Hopefully you're looking at this range and thinking that something doesn't quite look right. Why are we raising some funky hands here like K4o and Q8o? I created a model that only looked at raising and shoving as options. There are no flat-calls available in this model, which means that HRC is valuing the hands with blockers to our opponents' shoving ranges more than hands that play well post-flop.
If we keep the frequency the same (23.8%) and create a more realistic opening range here, then maybe 77 will make the cut?
Versus this range, when the BB makes an equilibrium shove (19.6%, 22+ A2s+ AJo+ K5s+ KJo+ Q8s+ QJo J9s+ T9s 98s) our calling range is:
So calling here is a neutral EV play, much lower than the 0.02 we got from shoving. As played, I think folding versus the jam is the play here. However, the BB is very unlikely to shove this range and is probably shoving something much, much tighter. HRC is suggesting such a wide range of hands simply because we're folding the majority of our range versus a jam.
We opened 23.7% and we're calling 7.1%. This means that we're folding 1-(7.1/23.7) = 70% of the time! Raising with such a range here makes us really exploitable since we end up folding a large percentage of the time. This points us in the direction of shoving rather than raising and taking away our opponents' weapon of shoving on us. This also shows us that 77 is unlikely to be a profitable open in the first place.
In final table scenarios you will start to see a pattern of wanting to be the shover rather than the caller. By shoving you have fold equity and hand equity, but when you call you have to rely on having the best hand at showdown.
Raise/folding here is a good plan if you don't believe the players behind will shove 'correctly'. If they're going to play fairly snug and the BB is quite tight then raising here as a steal and folding versus a jam is definitely a viable option. It is, however, difficult to prove the EV since there are so many variables at play.
Folding here is a neutral EV play meaning that we win/lose nothing (apart from the ante I guess). We've already shown that shoving is higher EV than folding. Raise/folding might also be higher EV than folding, but it can be difficult to prove. Raise/calling versus a wide BB jamming range is exactly the same EV as folding, but with much higher variance. Open folding is probably the worst of all four options
5 and 6. Limp/folding and limp/jamming
Limping here to induce a light iso-raise and then jamming over the top is a realistic option, especially if you believe that your opponents will be happy to raise, but not so happy to call an all-in. The problem with limping is that you remove the chance of winning the pot preflop that comes from raising.
I've chosen not to run the simulation for limp/folding and limp/jamming and instead encourage you to investigate whether limp/whatever is better than shoving.
Thanks again to all of you who tweeted a reply to the question.
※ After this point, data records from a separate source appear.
//! JSON schema types for render jobs.

use std::path::PathBuf;

use serde::Deserialize;

use crate::adjust::{Enhancement, Filter};
use crate::unit::Align;

fn default_font_size() -> f32 {
    18.0
}

/// Top-level JSON job.
#[derive(Debug, Deserialize)]
#[serde(deny_unknown_fields)]
pub struct JobFile {
    /// Where to save the rendered image.
    pub output: PathBuf,
    /// Named size preset, e.g. "instagram-portrait-post".
    #[serde(default)]
    pub preset: Option<String>,
    /// Explicit width; overrides the preset width.
    #[serde(default)]
    pub width: Option<u32>,
    /// Explicit height; overrides the preset height.
    #[serde(default)]
    pub height: Option<u32>,
    /// Padding between units (default: 45).
    #[serde(default)]
    pub padding: Option<u32>,
    #[serde(default)]
    pub title: Option<String>,
    #[serde(default)]
    pub description: Option<String>,
    #[serde(default)]
    pub background: JsonBackground,
    #[serde(default)]
    pub header: Option<JsonUnit>,
    #[serde(default)]
    pub paragraph: Option<JsonUnit>,
    #[serde(default)]
    pub linkback: Option<JsonUnit>,
}

/// Background to draw on.
#[derive(Debug, Deserialize)]
#[serde(tag = "type", rename_all = "snake_case")]
pub enum JsonBackground {
    /// Solid color; random FLAT UI color when omitted.
    Color {
        #[serde(default)]
        color: Option<String>,
    },
    /// Tiled texture; random file from `texture_dir` when `path` is omitted.
    Texture {
        #[serde(default)]
        path: Option<PathBuf>,
        #[serde(default)]
        texture_dir: Option<PathBuf>,
    },
    /// Existing photo with optional adjustments.
    Photo {
        path: PathBuf,
        #[serde(default)]
        filters: Vec<Filter>,
        #[serde(default)]
        enhancements: Vec<Enhancement>,
    },
}

impl Default for JsonBackground {
    fn default() -> Self {
        JsonBackground::Color { color: None }
    }
}

/// One text unit.
#[derive(Debug, Deserialize)]
#[serde(deny_unknown_fields)]
pub struct JsonUnit {
    pub text: String,
    /// Path to a TTF/OTF font.
    pub font: PathBuf,
    #[serde(default = "default_font_size")]
    pub font_size: f32,
    #[serde(default)]
    pub color: Option<String>,
    #[serde(default)]
    pub align: Option<Align>,
    #[serde(default)]
    pub outline: Option<JsonOutline>,
    /// Characters per line (header/paragraph only).
    #[serde(default)]
    pub wrap_width: Option<usize>,
    /// Pixels between lines (header/paragraph only).
    #[serde(default)]
    pub line_padding: Option<u32>,
    /// Pixels above the bottom edge (linkback only).
    #[serde(default)]
    pub bottom_padding: Option<u32>,
}

#[derive(Debug, Deserialize)]
#[serde(deny_unknown_fields)]
pub struct JsonOutline {
    #[serde(default = "default_outline_width")]
    pub width: u32,
    #[serde(default)]
    pub color: Option<String>,
}

fn default_outline_width() -> u32 {
    2
}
Hopefully you can see that investigating most of your options can point you in the right direction in spots like this. You should always be looking to make the highest EV plays possible in any given situation and if you work out that shoving is the highest EV play, as I did, then shoving is what you should do.
Good luck at the tables and let me know when you've discovered whether limping is a good strategy or not!